Brazilian Bank Told to Pay $28 Million in Loan Pledge Suit
A Los Angeles jury has handed down a $28-million judgment against a Brazilian bank in a case that seems bound to fuel the controversy surrounding so-called lender liability lawsuits.
The Superior Court jury found Banco do Brasil guilty of fraud and breach of contract in its refusal to extend a promised $2-million loan to an auto parts business owned by an Iranian immigrant family. The jury imposed punitive damages on both the bank and one of its officers.
The bank, partly owned by the Brazilian government, had lent about $1.5 million to a Los Angeles auto parts company that was purchased by Amanollah Sarbaz and his son Manoucher in 1982. The Sarbazes, who owned a Mazda assembly plant in Iran before fleeing that country in the wake of the 1979 revolution, claimed that they purchased the business based on assurances from the bank that the business was in good shape and that they would be able to draw on a $2 million line of credit.
The Sarbazes claimed that the bank and its chief representative in Los Angeles, Joao Stefanon, had no intention of extending additional credit, knowing that the parts business was virtually bankrupt.

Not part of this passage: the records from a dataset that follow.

//! Transforms over the current selection (§4.5.11): translate, scale,
//! rotate, flatten along an axis, and project onto a best-fit plane.
//!
//! Operates on a per-vertex selection rather than a whole-mesh transform,
//! using the same pivot-relative math; the PCA power-iteration is built
//! directly from the documented procedure.

use std::collections::HashSet;

use glam::{Mat3, Quat, Vec3};

use crate::ops::normals::recompute_normals;
use crate::selection;
use crate::topology::{position_key, Topology, VertexId};

/// `affected_vertices()` expanded by position: every vertex sharing a
/// quantized position with a selected element moves together, so
/// hard-normal seam duplicates stay welded during a transform.
pub fn expanded_affected_vertices(topo: &Topology, quantum: f32) -> HashSet<VertexId> {
    let base = selection::affected_vertices(topo);
    let keys: HashSet<u64> = base
        .iter()
        .map(|&v| position_key(topo.vertices[v as usize].position, quantum))
        .collect();
    (0..topo.vertices.len() as VertexId)
        .filter(|&v| keys.contains(&position_key(topo.vertices[v as usize].position, quantum)))
        .collect()
}

pub fn translate(topo: &mut Topology, quantum: f32, delta: Vec3) {
    for v in expanded_affected_vertices(topo, quantum) {
        topo.vertices[v as usize].position += delta;
    }
}

pub fn scale(topo: &mut Topology, quantum: f32, scale: Vec3, pivot: Vec3) {
    for v in expanded_affected_vertices(topo, quantum) {
        let p = topo.vertices[v as usize].position;
        topo.vertices[v as usize].position = pivot + (p - pivot) * scale;
    }
}

pub fn rotate(topo: &mut Topology, quantum: f32, euler_degrees: Vec3, pivot: Vec3) {
    let q = Quat::from_euler(
        glam::EulerRot::XYZ,
        euler_degrees.x.to_radians(),
        euler_degrees.y.to_radians(),
        euler_degrees.z.to_radians(),
    );
    for v in expanded_affected_vertices(topo, quantum) {
        let p = topo.vertices[v as usize].position;
        topo.vertices[v as usize].position = pivot + q * (p - pivot);
    }
}

fn flatten_axis(topo: &mut Topology, quantum: f32, axis: usize) {
    let verts = expanded_affected_vertices(topo, quantum);
    if verts.is_empty() {
        return;
    }
    let sum: f32 = verts
        .iter()
        .map(|&v| topo.vertices[v as usize].position.to_array()[axis])
        .sum();
    let avg = sum / verts.len() as f32;
    for &v in &verts {
        let mut arr = topo.vertices[v as usize].position.to_array();
        arr[axis] = avg;
        topo.vertices[v as usize].position = Vec3::from_array(arr);
    }
    recompute_normals(topo);
}

pub fn flatten_x(topo: &mut Topology, quantum: f32) {
    flatten_axis(topo, quantum, 0);
}
pub fn flatten_y(topo: &mut Topology, quantum: f32) {
    flatten_axis(topo, quantum, 1);
}
pub fn flatten_z(topo: &mut Topology, quantum: f32) {
    flatten_axis(topo, quantum, 2);
}

fn power_iterate(m: Mat3, iterations: usize) -> (f32, Vec3) {
    let mut v = Vec3::new(1.0, 1.0, 1.0).normalize();
    for _ in 0..iterations {
        let next = m * v;
        if next.length_squared() < 1e-20 {
            break;
        }
        v = next.normalize();
    }
    let eigenvalue = v.dot(m * v);
    (eigenvalue, v)
}

fn best_fit_normal(positions: &[Vec3], centroid: Vec3) -> Vec3 {
    let mut cov = Mat3::ZERO;
    for &p in positions {
        let d = p - centroid;
        cov.x_axis += d * d.x;
        cov.y_axis += d * d.y;
        cov.z_axis += d * d.z;
    }
    let n = positions.len().max(1) as f32;
    cov.x_axis /= n;
    cov.y_axis /= n;
    cov.z_axis /= n;

    let diag = [cov.x_axis.x, cov.y_axis.y, cov.z_axis.z];
    let off_diag_max = cov.x_axis.y.abs().max(cov.x_axis.z.abs()).max(cov.y_axis.z.abs());
    let diag_max = diag.iter().cloned().fold(0.0f32, f32::max);

    if off_diag_max < 1e-5 * diag_max.max(1e-8) {
        let axis = (0..3).min_by(|&a, &b| diag[a].partial_cmp(&diag[b]).unwrap()).unwrap();
        return match axis {
            0 => Vec3::X,
            1 => Vec3::Y,
            _ => Vec3::Z,
        };
    }

    let (lambda1, v1) = power_iterate(cov, 50);
    let outer = Mat3::from_cols(v1 * v1.x, v1 * v1.y, v1 * v1.z);
    let deflated = cov - outer * lambda1;
    let (_, v2) = power_iterate(deflated, 50);

    let normal = v1.cross(v2);
    if normal.length_squared() < 1e-12 {
        Vec3::Z
    } else {
        normal.normalize()
    }
}

pub fn make_coplanar(topo: &mut Topology, quantum: f32) {
    let verts: Vec<VertexId> = expanded_affected_vertices(topo, quantum).into_iter().collect();
    if verts.len() < 3 {
        return;
    }
    let positions: Vec<Vec3> = verts.iter().map(|&v| topo.vertices[v as usize].position).collect();
    let centroid: Vec3 = positions.iter().copied().sum::<Vec3>() / positions.len() as f32;
    let normal = best_fit_normal(&positions, centroid);

    for &v in &verts {
        let p = topo.vertices[v as usize].position;
        let d = (p - centroid).dot(normal);
        topo.vertices[v as usize].position = p - d * normal;
    }
    recompute_normals(topo);
}

#[cfg(test)]
mod tests {
    use super::*;
    use crate::selection;
    use crate::topology::fixtures;

    #[test]
    fn translate_moves_selected_face_vertices() {
        let mut t = fixtures::cube(1.0);
        selection::select_face(&mut t, 0, false);
        translate(&mut t, 1e4, Vec3::new(0.0, 0.0, 5.0));
        for v in query_face_vertex_positions(&t, 0) {
            assert!(v.z > 4.0);
        }
    }

    fn query_face_vertex_positions(t: &Topology, f: crate::topology::FaceId) -> Vec<Vec3> {
        crate::query::face_vertices(t, f)
            .into_iter()
            .map(|v| t.vertices[v as usize].position)
            .collect()
    }

    #[test]
    fn flatten_y_snaps_to_average() {
        let mut t = fixtures::two_triangles();
        selection::select_face(&mut t, 0, false);
        selection::select_face(&mut t, 1, true);
        flatten_y(&mut t, 1e4);
        let ys: Vec<f32> = t.vertices.iter().map(|v| v.position.y).collect();
        let first = ys[0];
        for y in ys {
            assert!((y - first).abs() < 1e-5);
        }
    }

    #[test]
    fn make_coplanar_flat_selection_is_noop_on_positions() {
        let mut t = fixtures::two_triangles(); // already planar (z=0)
        selection::select_face(&mut t, 0, false);
        selection::select_face(&mut t, 1, true);
        let before: Vec<Vec3> = t.vertices.iter().map(|v| v.position).collect();
        make_coplanar(&mut t, 1e4);
        for (a, b) in before.iter().zip(t.vertices.iter()) {
            assert!((*a - b.position).length() < 1e-4);
        }
    }
}
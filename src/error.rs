//! Error types for the fallible external-interface paths.
//!
//! Everything inside the topology/operator layer follows the taxonomy of
//! bad-argument (silent no-op) vs. degenerate-geometry (skip and continue);
//! only file I/O and texture decoding are genuinely fallible, so this is the
//! only place a typed error shows up.

use thiserror::Error;

#[derive(Debug, Error)]
pub enum KernelError {
    #[error("io error: {0}")]
    Io(#[from] std::io::Error),

    #[error("base64 decode error: {0}")]
    Base64(#[from] base64::DecodeError),

    #[error("embedded texture size mismatch: expected {expected} bytes, got {got}")]
    InvalidTexture { expected: usize, got: usize },
}
//! Persisted kernel tuning constants.
//!
//! A `Serialize + Deserialize` struct loaded from / saved to a RON file
//! under the platform config directory. Not a global resource: callers
//! hold a `KernelConfig` and pass it to `MeshKernel::new`, keeping the
//! library free of global mutable state.

use std::fs;
use std::path::PathBuf;

use serde::{Deserialize, Serialize};

/// Tunable constants called out by the design notes as load-bearing.
#[derive(Debug, Clone, Serialize, Deserialize)]
pub struct KernelConfig {
    /// Scale applied before truncating a coordinate into its 20-bit slot
    /// of the position key (§3, position duplicates).
    pub position_quantum: f32,
    /// Vertex raycast hit threshold in world units.
    pub raycast_vertex_threshold: f32,
    /// Edge raycast hit threshold in world units.
    pub raycast_edge_threshold: f32,
    /// Default normal-dot threshold for merging triangle pairs into quads.
    #[serde(default = "default_merge_threshold")]
    pub merge_normal_threshold: f32,
    /// Maximum number of entries kept in the undo and redo stacks.
    #[serde(default = "default_undo_cap")]
    pub undo_cap: usize,
}

fn default_merge_threshold() -> f32 {
    0.85
}

fn default_undo_cap() -> usize {
    50
}

impl Default for KernelConfig {
    fn default() -> Self {
        Self {
            position_quantum: 1e4,
            raycast_vertex_threshold: 0.1,
            raycast_edge_threshold: 0.05,
            merge_normal_threshold: default_merge_threshold(),
            undo_cap: default_undo_cap(),
        }
    }
}

impl KernelConfig {
    fn file_path() -> Option<PathBuf> {
        dirs::config_dir().map(|mut p| {
            p.push("lime_mesh_kernel");
            p.push("kernel.ron");
            p
        })
    }

    /// Load config from disk, falling back to defaults if absent or malformed.
    pub fn load() -> Self {
        let Some(path) = Self::file_path() else {
            return Self::default();
        };
        match fs::read_to_string(&path) {
            Ok(content) => ron::from_str(&content).unwrap_or_default(),
            Err(_) => Self::default(),
        }
    }

    /// Save config to disk. Returns false on any I/O or serialization failure.
    pub fn save(&self) -> bool {
        let Some(path) = Self::file_path() else {
            tracing::warn!("could not determine config directory");
            return false;
        };
        if let Some(parent) = path.parent() {
            if let Err(e) = fs::create_dir_all(parent) {
                tracing::warn!("failed to create config directory: {e}");
                return false;
            }
        }
        match ron::ser::to_string_pretty(self, ron::ser::PrettyConfig::default()) {
            Ok(content) => fs::write(&path, content).is_ok(),
            Err(e) => {
                tracing::warn!("failed to serialize kernel config: {e}");
                false
            }
        }
    }
}
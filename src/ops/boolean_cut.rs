//! Axis-aligned box boolean cut (§4.5.9): punches a rectangular hole
//! through any axis-aligned face the cutter box strictly overlaps, then
//! bridges opposite holes on the same axis with jamb quads to form the
//! tunnel through the object.
//!
//! Uses a split-and-remap shape for the affected face, with the
//! rectangle-intersection/frame/jamb construction built directly from the
//! documented procedure.

use glam::Vec3;

use crate::query;
use crate::topology::{FaceId, Topology, VertexId};

const EPS: f32 = 1e-4;

fn other_axes(axis: usize) -> (usize, usize) {
    match axis {
        0 => (1, 2),
        1 => (0, 2),
        _ => (0, 1),
    }
}

struct CutHole {
    axis: usize,
    sign: f32,
    corners: [VertexId; 4],
}

pub fn boolean_cut_box(topo: &mut Topology, quantum: f32, cutter_min: Vec3, cutter_max: Vec3) {
    let cmin = cutter_min.to_array();
    let cmax = cutter_max.to_array();

    let mut holes: Vec<CutHole> = Vec::new();
    let mut to_tombstone: Vec<FaceId> = Vec::new();
    let mut new_faces: Vec<[VertexId; 4]> = Vec::new();

    for f in 0..topo.faces.len() as FaceId {
        if topo.faces[f as usize].vertex_count != 4 {
            continue;
        }
        let normal = query::face_normal(topo, f);
        let n_arr = normal.to_array();
        let Some(axis) = (0..3).find(|&a| (n_arr[a].abs() - 1.0).abs() < 0.01) else {
            continue;
        };
        let sign = if n_arr[axis] > 0.0 { 1.0 } else { -1.0 };
        let (ua, va) = other_axes(axis);

        let verts = query::face_vertices(topo, f);
        let positions: Vec<[f32; 3]> = verts
            .iter()
            .map(|&v| topo.vertices[v as usize].position.to_array())
            .collect();
        let plane_pos = positions[0][axis];
        if plane_pos < cmin[axis] - 1e-3 || plane_pos > cmax[axis] + 1e-3 {
            continue;
        }

        let face_u: Vec<f32> = positions.iter().map(|p| p[ua]).collect();
        let face_v: Vec<f32> = positions.iter().map(|p| p[va]).collect();
        let face_min = (
            face_u.iter().cloned().fold(f32::INFINITY, f32::min),
            face_v.iter().cloned().fold(f32::INFINITY, f32::min),
        );
        let face_max = (
            face_u.iter().cloned().fold(f32::NEG_INFINITY, f32::max),
            face_v.iter().cloned().fold(f32::NEG_INFINITY, f32::max),
        );

        let rect_min = (face_min.0.max(cmin[ua]), face_min.1.max(cmin[va]));
        let rect_max = (face_max.0.min(cmax[ua]), face_max.1.min(cmax[va]));

        if rect_min.0 <= face_min.0 + EPS
            || rect_max.0 >= face_max.0 - EPS
            || rect_min.1 <= face_min.1 + EPS
            || rect_max.1 >= face_max.1 - EPS
            || rect_min.0 >= rect_max.0
            || rect_min.1 >= rect_max.1
        {
            continue; // not strictly interior, or no real overlap
        }

        let hole_uv = [
            (rect_min.0 + EPS, rect_min.1 + EPS),
            (rect_max.0 - EPS, rect_min.1 + EPS),
            (rect_max.0 - EPS, rect_max.1 - EPS),
            (rect_min.0 + EPS, rect_max.1 - EPS),
        ];
        let mut corners = [0u32; 4];
        for (i, &(u, v)) in hole_uv.iter().enumerate() {
            let mut arr = [0.0f32; 3];
            arr[axis] = plane_pos;
            arr[ua] = u;
            arr[va] = v;
            let mut attrs = topo.vertices[verts[0] as usize];
            attrs.position = Vec3::from_array(arr);
            corners[i] = topo.add_vertex(attrs);
        }

        let quadrant = |u: f32, v: f32| -> usize {
            let is_max_u = (u - face_max.0).abs() < (u - face_min.0).abs();
            let is_max_v = (v - face_max.1).abs() < (v - face_min.1).abs();
            match (is_max_u, is_max_v) {
                (false, false) => 0,
                (true, false) => 1,
                (true, true) => 2,
                (false, true) => 3,
            }
        };

        let n = verts.len();
        for i in 0..n {
            let c0 = verts[i];
            let c1 = verts[(i + 1) % n];
            let q0 = quadrant(face_u[i], face_v[i]);
            let q1 = quadrant(face_u[(i + 1) % n], face_v[(i + 1) % n]);
            new_faces.push([c0, c1, corners[q1], corners[q0]]);
        }

        to_tombstone.push(f);
        holes.push(CutHole { axis, sign, corners });
    }

    if holes.is_empty() {
        return;
    }

    for &f in &to_tombstone {
        topo.faces[f as usize].vertex_count = 0;
    }
    for quad in new_faces {
        topo.add_face(&quad);
    }

    for i in 0..holes.len() {
        for j in (i + 1)..holes.len() {
            if holes[i].axis != holes[j].axis || holes[i].sign == holes[j].sign {
                continue;
            }
            let (a, b) = (&holes[i], &holes[j]);
            for k in 0..4 {
                let k2 = (k + 1) % 4;
                topo.add_face(&[a.corners[k], a.corners[k2], b.corners[k2], b.corners[k]]);
            }
        }
    }

    topo.rebuild_from_faces(quantum);
    crate::ops::normals::recompute_normals(topo);
}

#[cfg(test)]
mod tests {
    use super::*;
    use crate::topology::fixtures;

    #[test]
    fn cut_through_cube_punches_tunnel() {
        let mut t = fixtures::cube(2.0);
        let before = t.face_count();
        boolean_cut_box(&mut t, 1e4, Vec3::new(-0.2, -2.0, -0.2), Vec3::new(0.2, 2.0, 0.2));
        // two faces (top/bottom) cut: each loses 1, gains 4 frame quads,
        // plus 4 jamb quads joining the tunnel.
        assert!(t.face_count() > before);
    }

    #[test]
    fn cut_missing_the_mesh_is_noop() {
        let mut t = fixtures::cube(1.0);
        let before = t.face_count();
        boolean_cut_box(&mut t, 1e4, Vec3::new(10.0, 10.0, 10.0), Vec3::new(11.0, 11.0, 11.0));
        assert_eq!(t.face_count(), before);
    }

    #[test]
    fn cut_result_stays_fully_twinned() {
        let mut t = fixtures::cube(2.0);
        boolean_cut_box(&mut t, 1e4, Vec3::new(-0.2, -2.0, -0.2), Vec3::new(0.2, 2.0, 0.2));
        for he in &t.half_edges {
            assert_ne!(he.twin, crate::topology::NULL);
        }
    }
}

Rather, the suit charged, the bank viewed the Sarbazes as saviors who would enable it to recover the money previously lent.
The jury set damages at $3.6 million for breach of contract and $1.9 million for fraud, and $22 million in punitive damages against the bank and $500,000 against Stefanon personally.
Frank Wong, a lawyer for Banco do Brazil, said: “We are obviously going to appeal, and we are confident that our position will be vindicated at the appellate level.”
The Sarbazes’ attorney, Daniel Shulman, said the bank “thought they could fool a Los Angeles jury the way they fooled our clients.”
A wave of controversial lender-liability lawsuits has swept across California since the early 1980s, the most notorious of which led to a $47-million judgment against the Bank of America in a suit filed by two apple growers. That judgment was thrown out on appeal and will be retried in Sonoma County.
Lender-liability cases generally stem from alleged breaches of oral promises or other bad faith acts by lenders which nonetheless fall outside standard contractual provisions. They most often emerge from business failures.
The banking industry maintains that most such suits are little more than a means of avoiding repayment of debts by manipulating emotionally pliable juries and that the suits will make banks reluctant to lend money to small businesses. However, others believe that they provide proper punishment for unethical banking practices.
John Freidemann, a Los Angeles banking lawyer not involved in the Sarbaz suit against Banco do Brasil, said the trend at the appellate level has been to curb lender-liability awards. “There has been a swinging back of the pendulum” on such cases since they hit their peak several years ago, he said.
Despite some efforts by banks to promote legislative remedies for lender-liability suits, Freidemann said “the biggest changes will result from a change in the attitude of banks.”
“This was novel five years ago, and now it’s on the tip of everyone’s tongue,” Freidemann continued. “And a better awareness on the part of banks of the possibility of being sued will curtail these suits. You see a number of cases where banks were not forthright, and lawyers advising banks are telling them to tell the truth to borrowers.”